Every interpreter working in the courts and police stations should be selected through the MoJ Framework Agreement or from the National Register of Public Service Interpreters (NRPSI). In a case involving a Deaf person, interpreters should be selected through the MoJ Framework Agreement or from the Council for the Advancement of Communication with Deaf People (CACDP) National Directory of Sign Language Interpreters.
Selection through the MoJ Framework Agreement is strongly recommended as this offers a minimum and measurable standard of training and quality assurance and interpreters are subject to a Code of Conduct, standards of competence and professional skills, and disciplinary proceedings.
The police will arrange for an interpreter when interviewing suspects or witnesses in the course of their investigation who have difficulty in speaking and understanding English. The Codes of Practice issued under the Police and Criminal Evidence Act 1984 (PACE) give guidance to the police. (Archbold 4-35 4-38) and in particular Code C 13. However, it should be noted that the Codes are currently under revision.

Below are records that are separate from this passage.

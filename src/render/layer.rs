//! # Layer Tree
//!
//! The compositor's output: an ordered list of [`Layer`]s, each a complete,
//! platform-independent description of one visual element. Layers are built
//! fresh on every compose call and never edited afterwards.
//!
//! ```text
//! DesignState + DocumentContent ──► compose() ──► Vec<Layer> ──► renderer (SVG, canvas, print CSS)
//! ```
//!
//! All coordinates are logical document units (see
//! [`PageGeometry`](crate::document::PageGeometry)).

use serde::{Deserialize, Serialize};

use super::blend::BlendMode;
use crate::design::BarcodeKind;
use crate::position::Transform;

/// Axis-aligned rectangle in document units.
#[derive(Debug, Clone, Copy, PartialEq, Default, Serialize, Deserialize)]
pub struct Rect {
    pub x: f32,
    pub y: f32,
    pub width: f32,
    pub height: f32,
}

impl Rect {
    pub const fn new(x: f32, y: f32, width: f32, height: f32) -> Self {
        Self {
            x,
            y,
            width,
            height,
        }
    }

    pub fn center(&self) -> (f32, f32) {
        (self.x + self.width / 2.0, self.y + self.height / 2.0)
    }

    pub fn right(&self) -> f32 {
        self.x + self.width
    }

    pub fn bottom(&self) -> f32 {
        self.y + self.height
    }

    /// Shrink by `amount` on every side.
    pub fn inset(&self, amount: f32) -> Self {
        Self::new(
            self.x + amount,
            self.y + amount,
            (self.width - 2.0 * amount).max(0.0),
            (self.height - 2.0 * amount).max(0.0),
        )
    }
}

/// Layer classification.
#[derive(Debug, Clone, Copy, PartialEq, Eq, Serialize, Deserialize)]
#[serde(rename_all = "snake_case")]
pub enum LayerKind {
    Background,
    Pattern,
    Overlay,
    Border,
    Ribbon,
    TextBlock,
    ImageAsset,
    SecurityWidget,
}

/// One color stop of a gradient. `offset` is in [0, 1].
#[derive(Debug, Clone, PartialEq, Serialize, Deserialize)]
pub struct GradientStop {
    pub offset: f32,
    pub color: String,
    pub opacity: f32,
}

impl GradientStop {
    pub fn new(offset: f32, color: impl Into<String>) -> Self {
        Self {
            offset,
            color: color.into(),
            opacity: 1.0,
        }
    }

    pub fn with_opacity(mut self, opacity: f32) -> Self {
        self.opacity = opacity;
        self
    }
}

/// A soft radial color spot of a mesh gradient. Positions are fractions of
/// the layer bounds.
#[derive(Debug, Clone, PartialEq, Serialize, Deserialize)]
pub struct MeshSpot {
    pub cx: f32,
    pub cy: f32,
    pub radius: f32,
    pub color: String,
}

/// How an area is filled.
#[derive(Debug, Clone, PartialEq, Serialize, Deserialize)]
#[serde(tag = "type", rename_all = "snake_case")]
pub enum Paint {
    Solid {
        color: String,
    },
    /// `angle` in degrees, 0 = left to right, 90 = top to bottom.
    Linear {
        angle: f32,
        stops: Vec<GradientStop>,
    },
    /// Center and radius are fractions of the layer bounds.
    Radial {
        cx: f32,
        cy: f32,
        radius: f32,
        stops: Vec<GradientStop>,
    },
    /// Base color with soft radial spots layered on top.
    Mesh {
        base: String,
        spots: Vec<MeshSpot>,
    },
    /// Sweep gradient around the center, starting at `from_angle` degrees.
    Conic {
        from_angle: f32,
        stops: Vec<GradientStop>,
    },
}

impl Paint {
    pub fn solid(color: impl Into<String>) -> Self {
        Paint::Solid {
            color: color.into(),
        }
    }
}

/// Stroke parameters shared by a group of shapes.
#[derive(Debug, Clone, PartialEq, Serialize, Deserialize)]
pub struct Stroke {
    pub color: String,
    pub width: f32,
    /// Dash pattern (on, off, ...); empty = solid.
    #[serde(default, skip_serializing_if = "Vec::is_empty")]
    pub dash: Vec<f32>,
}

impl Stroke {
    pub fn solid(color: impl Into<String>, width: f32) -> Self {
        Self {
            color: color.into(),
            width,
            dash: Vec::new(),
        }
    }
}

/// Drop shadow behind a filled area or image.
#[derive(Debug, Clone, PartialEq, Serialize, Deserialize)]
pub struct Shadow {
    pub color: String,
    pub opacity: f32,
    pub blur: f32,
    pub offset_y: f32,
}

/// Ellipse primitive; `rotation` in degrees about its center.
#[derive(Debug, Clone, Copy, PartialEq, Serialize, Deserialize)]
pub struct Ellipse {
    pub cx: f32,
    pub cy: f32,
    pub rx: f32,
    pub ry: f32,
    pub rotation: f32,
}

/// Geometric primitive. Styling comes from the enclosing group.
#[derive(Debug, Clone, PartialEq, Serialize, Deserialize)]
#[serde(tag = "shape", rename_all = "snake_case")]
pub enum Shape {
    Ellipse(Ellipse),
    Circle {
        cx: f32,
        cy: f32,
        r: f32,
    },
    Rect {
        x: f32,
        y: f32,
        width: f32,
        height: f32,
        rx: f32,
    },
    Line {
        x1: f32,
        y1: f32,
        x2: f32,
        y2: f32,
    },
    Polyline {
        points: Vec<(f32, f32)>,
        closed: bool,
    },
    /// Single run of text at a baseline point; `rotation` in degrees.
    Text {
        x: f32,
        y: f32,
        content: String,
        size: f32,
        rotation: f32,
    },
}

/// One line of laid-out text.
#[derive(Debug, Clone, PartialEq, Serialize, Deserialize)]
pub struct TextLine {
    pub text: String,
    /// Anchor x (meaning depends on `align`) and baseline y.
    pub x: f32,
    pub y: f32,
    pub font_family: String,
    pub font_size: f32,
    pub weight: u16,
    pub letter_spacing: f32,
    pub align: crate::design::TextAlign,
    pub color: String,
    #[serde(default)]
    pub uppercase: bool,
}

/// Clip shape for images.
#[derive(Debug, Clone, Copy, PartialEq, Serialize, Deserialize)]
#[serde(tag = "type", rename_all = "snake_case")]
pub enum Clip {
    None,
    Circle,
    Rounded { radius: f32 },
}

/// One bar of a 1D barcode, relative to the layer's left edge.
#[derive(Debug, Clone, Copy, PartialEq, Serialize, Deserialize)]
pub struct Bar {
    pub x: f32,
    pub width: f32,
}

/// What a layer draws.
#[derive(Debug, Clone, PartialEq, Serialize, Deserialize)]
#[serde(tag = "type", rename_all = "snake_case")]
pub enum LayerContent {
    /// Fill the bounds with a paint.
    Fill {
        paint: Paint,
        corner_radius: f32,
        shadow: Option<Shadow>,
    },
    /// Shapes in `view_box` coordinates (or document coordinates when absent),
    /// scaled to the layer bounds.
    Shapes {
        view_box: Option<Rect>,
        fill: Option<String>,
        stroke: Option<Stroke>,
        shapes: Vec<Shape>,
    },
    /// A tile repeated across the bounds.
    Tiled {
        tile_width: f32,
        tile_height: f32,
        fill: Option<String>,
        stroke: Option<Stroke>,
        shapes: Vec<Shape>,
    },
    Text {
        lines: Vec<TextLine>,
    },
    /// Image fitted into the bounds.
    Image {
        src: String,
        clip: Clip,
        border: Option<Stroke>,
        shadow: Option<Shadow>,
    },
    /// QR widget; the symbol itself comes from the external encoder.
    Qr {
        payload: String,
        color: String,
    },
    Barcode {
        symbology: BarcodeKind,
        data: String,
        bars: Vec<Bar>,
        color: String,
    },
}

/// One renderable visual element.
#[derive(Debug, Clone, PartialEq, Serialize, Deserialize)]
pub struct Layer {
    /// Stable identifier, e.g. `"background"`, `"guilloche"`, `"logo"`.
    pub name: String,
    pub kind: LayerKind,
    /// Paint order; higher draws later.
    pub z: u32,
    pub bounds: Rect,
    pub transform: Transform,
    pub blend: BlendMode,
    pub opacity: f32,
    pub content: LayerContent,
}

impl Layer {
    /// New layer with identity transform, normal blend and full opacity.
    /// The z-order is assigned when pushed onto a [`LayerStack`].
    pub fn new(name: impl Into<String>, kind: LayerKind, bounds: Rect, content: LayerContent) -> Self {
        Self {
            name: name.into(),
            kind,
            z: 0,
            bounds,
            transform: Transform::IDENTITY,
            blend: BlendMode::Normal,
            opacity: 1.0,
            content,
        }
    }

    pub fn with_blend(mut self, blend: BlendMode) -> Self {
        self.blend = blend;
        self
    }

    pub fn with_opacity(mut self, opacity: f32) -> Self {
        self.opacity = opacity;
        self
    }

    pub fn with_transform(mut self, transform: Transform) -> Self {
        self.transform = transform;
        self
    }
}

/// Ordered layer buffer passed through the compositor stages, carrying the
/// document bounds. Assigns z-order in push order.
#[derive(Debug)]
pub struct LayerStack {
    pub layers: Vec<Layer>,
    /// Full document bounds in logical units.
    pub page: Rect,
}

impl LayerStack {
    pub fn new(page: Rect) -> Self {
        Self {
            layers: Vec::new(),
            page,
        }
    }

    /// Push a layer, stamping its z-order.
    pub fn push(&mut self, mut layer: Layer) {
        layer.z = self.layers.len() as u32;
        self.layers.push(layer);
    }

    pub fn extend(&mut self, layers: impl IntoIterator<Item = Layer>) {
        for layer in layers {
            self.push(layer);
        }
    }

    pub fn into_layers(self) -> Vec<Layer> {
        self.layers
    }
}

Any witness statement taken from a person who has difficulty in speaking or understanding English should be recorded in the foreign language and signed by the witness. It should include the declaration prescribed in section 9(2)(b) Criminal Justice Act 1967 or section 102(2)(b) Magistrate's Court Act 1980. Witness statements for the purpose of section 5A(3)(a) and 5B of the Magistrates' Court Act 1980, must be the statement of the witness and not a translation of what was said by the interpreter See, R v Raynor Times Law Reports 19 September 2000.
Where an interpreter is required to assist at the interview between the police and a witness to record the witness' statement, a Superintendent may authorise an extension to the period of detention to enable the transcript to be prepared before charging. See R (on the application of Wiles) v Chief Constable of the Hertfordshire Constabulary (2002 All ER (D) 263 Feb)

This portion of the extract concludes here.